Attorneys use various defenses to fight for their clients against breach of contract claims. You want to be prepared with the best legal defense possible. If you are experiencing this situation for the first time, it is not a good idea to handle the case alone. Hire an experienced business attorney, and click here to read for more information.
There are defenses you can use in a breach of contract case.
Statute of limitations.
The statute of limitations outlines a certain deadline that bars you from filing a claim after the time has passed. There are different time frames for filing a case for different types of cases. For instance, the statute of limitations in a lawsuit involving an automobile accident may be 2 years, whereas the deadline in a case involving premises responsibility would be 3 years.
Different states have different statute of limitations laws. Check your state’s laws and see whether the other party has run out of time to file a claim.
Lack of capacity.
For a business contract to be legal, the parties signing the document must be mentally stable, of legal age, and in the right condition at the time of signing.
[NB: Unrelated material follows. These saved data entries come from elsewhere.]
use std::collections::{HashMap, HashSet, VecDeque};

use tokio::sync::{mpsc::UnboundedSender, oneshot};
use tokio_util::sync::CancellationToken;

use super::inbox::InboxSender;
use super::listen::{AcceptedStream, PendingListen};
use super::{IncomingStream, ListenId, Role, StreamId};
use crate::{Result, TunnelError};

/// How many reset ids are remembered for discarding late frames.
pub(crate) const RETIRED_CAPACITY: usize = 4096;

/// Lifecycle of one logical stream as seen from this side.
#[derive(Debug, Clone, Copy, PartialEq, Eq)]
pub enum StreamState {
    /// `Open` sent, waiting for the peer's `OpenAck`.
    Opening,
    Open,
    /// We sent `Close`; the peer may still send data.
    HalfClosedLocal,
    /// The peer sent `Close`; we may still send data.
    HalfClosedRemote,
    Closed,
}

impl StreamState {
    pub fn can_send(self) -> bool {
        matches!(
            self,
            StreamState::Opening | StreamState::Open | StreamState::HalfClosedRemote
        )
    }

    pub fn can_receive(self) -> bool {
        matches!(self, StreamState::Open | StreamState::HalfClosedLocal)
    }

    pub(crate) fn on_ack(self) -> Option<StreamState> {
        match self {
            StreamState::Opening => Some(StreamState::Open),
            _ => None,
        }
    }

    pub(crate) fn on_local_close(self) -> StreamState {
        match self {
            StreamState::Opening => StreamState::Closed,
            StreamState::Open => StreamState::HalfClosedLocal,
            StreamState::HalfClosedRemote => StreamState::Closed,
            other => other,
        }
    }

    pub(crate) fn on_remote_close(self) -> Option<StreamState> {
        match self {
            StreamState::Open => Some(StreamState::HalfClosedRemote),
            StreamState::HalfClosedLocal => Some(StreamState::Closed),
            _ => None,
        }
    }
}

pub(crate) struct StreamSlot {
    pub(crate) state: StreamState,
    /// Dropping the sender is how the receiving side observes end of stream.
    pub(crate) inbox: Option<InboxSender>,
    pub(crate) pending_ack: Option<oneshot::Sender<Result<()>>>,
}

impl StreamSlot {
    pub(crate) fn new(
        state: StreamState,
        inbox: InboxSender,
        pending_ack: Option<oneshot::Sender<Result<()>>>,
    ) -> Self {
        Self {
            state,
            inbox: Some(inbox),
            pending_ack,
        }
    }

    /// Fails the stream for whoever is waiting on it: the open, or the reader.
    pub(crate) fn fail(mut self, error: TunnelError) {
        match self.pending_ack.take() {
            Some(ack) => {
                let _ = ack.send(Err(error));
            }
            None => {
                if let Some(inbox) = self.inbox.take() {
                    inbox.fail(error);
                }
            }
        }
    }
}

pub(crate) enum ListenSlot {
    Pending {
        ack: oneshot::Sender<Result<String>>,
        accepts: UnboundedSender<Result<AcceptedStream>>,
    },
    Active(UnboundedSender<Result<AcceptedStream>>),
}

/// Bounded memory of ids this side reset.
#[derive(Default)]
pub(crate) struct RetiredIds {
    order: VecDeque<u32>,
    ids: HashSet<u32>,
}

impl RetiredIds {
    pub(crate) fn insert(&mut self, id: u32) {
        if !self.ids.insert(id) {
            return;
        }

        self.order.push_back(id);
        if self.order.len() > RETIRED_CAPACITY {
            if let Some(oldest) = self.order.pop_front() {
                self.ids.remove(&oldest);
            }
        }
    }

    pub(crate) fn contains(&self, id: u32) -> bool {
        self.ids.contains(&id)
    }
}

/// Every mutable piece of session state. Guarded by one lock, never held across an await.
pub(crate) struct StreamTable {
    role: Role,
    next_id: u32,
    pub(crate) streams: HashMap<StreamId, StreamSlot>,
    pub(crate) listens: HashMap<ListenId, ListenSlot>,
    pub(crate) hosted: HashMap<ListenId, CancellationToken>,
    pub(crate) retired: RetiredIds,
    pub(crate) incoming: Option<UnboundedSender<IncomingStream>>,
    pub(crate) listen_requests: Option<UnboundedSender<PendingListen>>,
    pub(crate) closed: bool,
}

impl StreamTable {
    pub(crate) fn new(
        role: Role,
        incoming: UnboundedSender<IncomingStream>,
        listen_requests: UnboundedSender<PendingListen>,
    ) -> Self {
        Self {
            role,
            next_id: role.first_id(),
            streams: HashMap::new(),
            listens: HashMap::new(),
            hosted: HashMap::new(),
            retired: RetiredIds::default(),
            incoming: Some(incoming),
            listen_requests: Some(listen_requests),
            closed: false,
        }
    }

    /// Hands out the next local id. Streams and listens share the counter.
    pub(crate) fn allocate_id(&mut self) -> Result<u32> {
        if self.closed {
            return Err(TunnelError::SessionClosed);
        }

        let id = self.next_id;
        self.next_id = id.checked_add(2).ok_or_else(|| {
            TunnelError::ProtocolViolation("local stream id space exhausted".into())
        })?;

        Ok(id)
    }

    /// Validates an id the peer chose for a new stream or listen.
    pub(crate) fn check_peer_id(&self, id: u32) -> Result<()> {
        if id == 0 || self.role.owns(id) {
            return Err(TunnelError::ProtocolViolation(format!(
                "peer allocated id {} with the wrong parity",
                id
            )));
        }

        if self.streams.contains_key(&id) || self.hosted.contains_key(&id) {
            return Err(TunnelError::ProtocolViolation(format!(
                "peer reused id {} while it is still active",
                id
            )));
        }

        if self.retired.contains(id) {
            return Err(TunnelError::ProtocolViolation(format!(
                "peer reused id {} after it was reset",
                id
            )));
        }

        Ok(())
    }

    /// Removes a stream this side is resetting and remembers its id.
    pub(crate) fn retire_stream(&mut self, id: StreamId) -> Option<StreamSlot> {
        self.retired.insert(id);
        self.streams.remove(&id)
    }

    /// Error for an operation on an id that is no longer in the table.
    pub(crate) fn missing(&self, id: StreamId) -> TunnelError {
        if self.closed {
            TunnelError::SessionClosed
        } else {
            TunnelError::StreamClosed(id)
        }
    }

    pub(crate) fn state(&self, id: StreamId) -> StreamState {
        self.streams
            .get(&id)
            .map(|slot| slot.state)
            .unwrap_or(StreamState::Closed)
    }

    /// Drops every registration. Receivers observe end of stream, waiters observe `SessionClosed`.
    pub(crate) fn shutdown(&mut self) -> bool {
        if self.closed {
            return false;
        }
        self.closed = true;

        for (_, mut slot) in self.streams.drain() {
            if let Some(ack) = slot.pending_ack.take() {
                let _ = ack.send(Err(TunnelError::SessionClosed));
            }
            slot.inbox.take();
        }

        for (_, slot) in self.listens.drain() {
            if let ListenSlot::Pending { ack, .. } = slot {
                let _ = ack.send(Err(TunnelError::SessionClosed));
            }
        }

        for (_, token) in self.hosted.drain() {
            token.cancel();
        }

        self.incoming.take();
        self.listen_requests.take();

        true
    }
}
If you lacked capacity while signing the contract, that is, you could not understand what you were doing, the document may be considered illegal.
For example, a lack of capacity defense can be used when a minor or a person with a mental disability signs the contract.
A repudiation defense can be used when one or the majority of parties indicate that they will not follow the contract. They may indicate this by their words or actions. You may have orally “canceled” the agreement because they said they were not going to follow through.
In this defense, the defendant argues that they had no choice but to sign the contract due to a wrongful act such as a threat. For example, the plaintiff might have threatened physical harm to the defendant’s family members if they did not sign the contract. The individual signing the contract must do it at their own will and not because they are pressured to do so.